2003
Uma série de dezessete pianos de cauda, em tamanhos variados, dispostos pelo chão, ao qual que se soma um curto diálogo entre um casal tendo ao fundo um prelúdio de Rachmaninov, que se repete de forma intermitente, compõem a instalação Enquanto eu te Espero de Nazareno. Logo de início, a relação imagem/som de pianos tem o seu imediatismo rompido, ao nos depararmos com o hermetismo de cada objeto-piano: aqui, são instrumentos que não emitem qualquer tipo de som, visto que não possuem sequer teclados. São objetos em forma de instrumento-piano, completamente vedados em sua existência silenciosa e autorreferente.
No entanto, o caráter objetual dos pianos que compõem essa instalação difere do modelo histórico inaugurado por Duchamp. Não se trata de ready-mades. São objetos manufaturados em conformidade com princípios quase artesanais, visto que exigem ‘mão de obra’ especializada. Se os ready-mades de Duchamp lidam com o esvaziamento do objeto de escala industrial, abstraindo-o do seu contexto original, os pianos-objeto de Nazareno cumprem o caminho inverso ao manterem de forma significativa o seu conteúdo subjetivo e, de certa forma, psicológico.
Subjetividade marcada, em primeiro lugar, pelo caráter de autenticidade do objeto único, não industrial, que traz em si a marca do artesão (aquele que faz) consoante com a poética do artista (aquele que cria) e, em segundo lugar, pelos aspectos psicológicos que determinam o próprio conteúdo de cada forma que varia de sujeito para sujeito.
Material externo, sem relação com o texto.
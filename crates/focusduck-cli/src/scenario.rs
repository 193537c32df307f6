//! Scripted session files for `simulate`.
//!
//! ```toml
//! goal_seconds = 1500
//! until_ms = 90000
//!
//! [[steps]]
//! at_ms = 75000
//! input = "click"
//!
//! [[steps]]
//! at_ms = 1000
//! input = "heartbeat"
//! kind = "learning-window-opened"
//! url = "/lesson/3"
//! ```

use std::path::Path;

use chrono::{DateTime, Duration, Utc};
use focusduck_core::error::{CoreError, ValidationError};
use focusduck_core::timeline::Command;
use focusduck_core::{Config, HeartbeatKind, HeartbeatMessage, Input, SessionParams};
use serde::Deserialize;

#[derive(Debug, Clone, Deserialize)]
pub struct Scenario {
    pub session_id: Option<String>,
    pub goal_seconds: Option<u64>,
    /// RFC 3339; defaults to now.
    pub started_at: Option<String>,
    pub until_ms: Option<u64>,
    pub config: Option<Config>,
    #[serde(default)]
    pub steps: Vec<Step>,
}

#[derive(Debug, Clone, Deserialize)]
pub struct Step {
    pub at_ms: u64,
    pub input: StepInput,
    pub kind: Option<HeartbeatKind>,
    pub url: Option<String>,
}

#[derive(Debug, Clone, Copy, PartialEq, Eq, Deserialize)]
#[serde(rename_all = "kebab-case")]
pub enum StepInput {
    Activity,
    Hide,
    Show,
    Click,
    StartBreak,
    EndBreak,
    ToggleBreak,
    StartReading,
    EndReading,
    ToggleReading,
    Heartbeat,
}

impl StepInput {
    pub fn as_str(self) -> &'static str {
        match self {
            StepInput::Activity => "activity",
            StepInput::Hide => "hide",
            StepInput::Show => "show",
            StepInput::Click => "click",
            StepInput::StartBreak => "start-break",
            StepInput::EndBreak => "end-break",
            StepInput::ToggleBreak => "toggle-break",
            StepInput::StartReading => "start-reading",
            StepInput::EndReading => "end-reading",
            StepInput::ToggleReading => "toggle-reading",
            StepInput::Heartbeat => "heartbeat",
        }
    }
}

impl Scenario {
    pub fn load(path: &Path) -> Result<Self, CoreError> {
        let content = std::fs::read_to_string(path)?;
        Self::parse(&content)
    }

    pub fn parse(content: &str) -> Result<Self, CoreError> {
        let scenario: Scenario = toml::from_str(content)?;
        let mut previous = 0;
        for (index, step) in scenario.steps.iter().enumerate() {
            if step.at_ms < previous {
                return Err(ValidationError::UnorderedStep {
                    index,
                    at_ms: step.at_ms,
                    previous_ms: previous,
                }
                .into());
            }
            previous = step.at_ms;
        }
        Ok(scenario)
    }

    pub fn started_at(&self) -> Result<DateTime<Utc>, ValidationError> {
        match &self.started_at {
            Some(raw) => DateTime::parse_from_rfc3339(raw)
                .map(|dt| dt.with_timezone(&Utc))
                .map_err(|e| ValidationError::InvalidValue {
                    field: "started_at".into(),
                    message: e.to_string(),
                }),
            None => Ok(Utc::now()),
        }
    }

    pub fn params(&self, config: &Config, started_at: DateTime<Utc>) -> SessionParams {
        let goal = self
            .goal_seconds
            .unwrap_or(config.session.default_goal_secs);
        match &self.session_id {
            Some(id) => SessionParams::new(id.clone(), goal, started_at),
            None => SessionParams::generate(goal, started_at),
        }
    }

    /// Last instant to simulate: `until_ms`, else the final step.
    pub fn end_ms(&self) -> u64 {
        self.until_ms
            .unwrap_or_else(|| self.steps.last().map_or(0, |s| s.at_ms))
    }
}

impl Step {
    pub fn to_input(&self, session_id: &str, started_at: DateTime<Utc>) -> Result<Input, ValidationError> {
        Ok(match self.input {
            StepInput::Activity => Input::Activity,
            StepInput::Hide => Input::Visibility { visible: false },
            StepInput::Show => Input::Visibility { visible: true },
            StepInput::Click => Input::PageClick,
            StepInput::StartBreak => command(Command::StartBreak),
            StepInput::EndBreak => command(Command::EndBreak),
            StepInput::ToggleBreak => command(Command::ToggleBreak),
            StepInput::StartReading => command(Command::StartReading),
            StepInput::EndReading => command(Command::EndReading),
            StepInput::ToggleReading => command(Command::ToggleReading),
            StepInput::Heartbeat => {
                let kind = self.kind.ok_or_else(|| ValidationError::InvalidValue {
                    field: "kind".into(),
                    message: format!("heartbeat step at {}ms needs a kind", self.at_ms),
                })?;
                let at = started_at + Duration::milliseconds(self.at_ms as i64);
                Input::Heartbeat(HeartbeatMessage {
                    kind,
                    session_id: session_id.to_string(),
                    url: self.url.clone().unwrap_or_default(),
                    timestamp: at.timestamp_millis().max(0) as u64,
                })
            }
        })
    }
}

fn command(command: Command) -> Input {
    Input::Command { command }
}

#[cfg(test)]
mod tests {
    use super::*;

    #[test]
    fn parses_steps_and_overrides() {
        let scenario = Scenario::parse(
            r#"
            session_id = "abc"
            until_ms = 5000

            [config.detection]
            warning_secs = 2
            idle_secs = 4

            [[steps]]
            at_ms = 100
            input = "start-reading"

            [[steps]]
            at_ms = 200
            input = "heartbeat"
            kind = "learning-window-activity"
            url = "/a"
            "#,
        )
        .unwrap();
        assert_eq!(scenario.steps.len(), 2);
        assert_eq!(scenario.steps[0].input, StepInput::StartReading);
        assert_eq!(scenario.end_ms(), 5_000);
        let config = scenario.config.clone().unwrap();
        assert_eq!(config.detection.idle_secs, 4);
        assert_eq!(config.animation.falling_ms, 1_500);
    }

    #[test]
    fn rejects_steps_out_of_order() {
        let err = Scenario::parse(
            r#"
            [[steps]]
            at_ms = 500
            input = "hide"

            [[steps]]
            at_ms = 100
            input = "show"
            "#,
        )
        .unwrap_err();
        assert!(matches!(
            err,
            CoreError::Validation(ValidationError::UnorderedStep { index: 1, .. })
        ));
    }

    #[test]
    fn heartbeat_step_needs_kind() {
        let scenario = Scenario::parse(
            r#"
            [[steps]]
            at_ms = 0
            input = "heartbeat"
            "#,
        )
        .unwrap();
        let err = scenario.steps[0].to_input("s", Utc::now()).unwrap_err();
        assert!(matches!(err, ValidationError::InvalidValue { .. }));
    }

    #[test]
    fn missing_session_id_gets_a_uuid() {
        let scenario = Scenario::parse("goal_seconds = 60").unwrap();
        let params = scenario.params(&Config::default(), Utc::now());
        assert_eq!(params.goal_seconds, 60);
        assert_eq!(params.session_id.len(), 36);
    }
}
O conteúdo desses objetos, afetivo, é redirecionado pelo artista através do título da obra e do diálogo que ouvimos repetidamente: Enquanto eu te Espero apresenta uma situação de expectativa temporal endossada pelo diálogo não conclusivo e, indefinidamente, repetitivo que não pontua uma perspectiva de finalização. A expectativa como tônica do trabalho é manifesta por uma suspensão temporal: nada além do que é dado será oferecido. A imobilidade silenciosa dos pianos-objeto confronta-se com uma temporalidade quase cíclica através de sons (diálogo e música), que viabiliza a potencialização e a consequente ressonância do seu conteúdo.
A espera de que o trabalho trata não é física: existe um encontro, um diálogo. O que se espera, então? Aqui, a espera constitui-se, quase, como uma metáfora da vida: espera-se aquele momento ideal que, dificilmente, existe. A fala feminina, vacilante, almeja a hora do tempo ideal (“… é melhor eu esperar um pouco mais…”). A fala masculina consente a opção pela espera (“… se você assim deseja…”). Quando ambos se silenciam, ouve-se apenas um prelúdio. As notas de piano que escutamos materializam a expectativa, o tempo, a espera. O piano emite os seus sons pelas mãos do sujeito; logo, aqui, mesmo que aparentemente silencioso, personifica-se o sujeito universal. As variações de tamanhos desses pianos correspondem às variações que sofremos no estar-no-mundo (infância, crescimento, amadurecimento).
O caráter psicológico dessa instalação possibilita a viabilização do resgate do sujeito e da sua consequente personificação. O tempo aqui manifesto está totalmente condicionado ao sujeito: existe por e para ele. Tempo de ressonâncias corroborado pela cor branca dos pianos que pulsa para além dos seus limites. Enquanto eu te espero ressoa, de forma simultânea, o sentido da vida, o sentido do tempo, o sentido da espera. “Enquanto eu te espero” de Nazareno ficou aberto ao público de 22 de janeiro a 09 de março de 2003.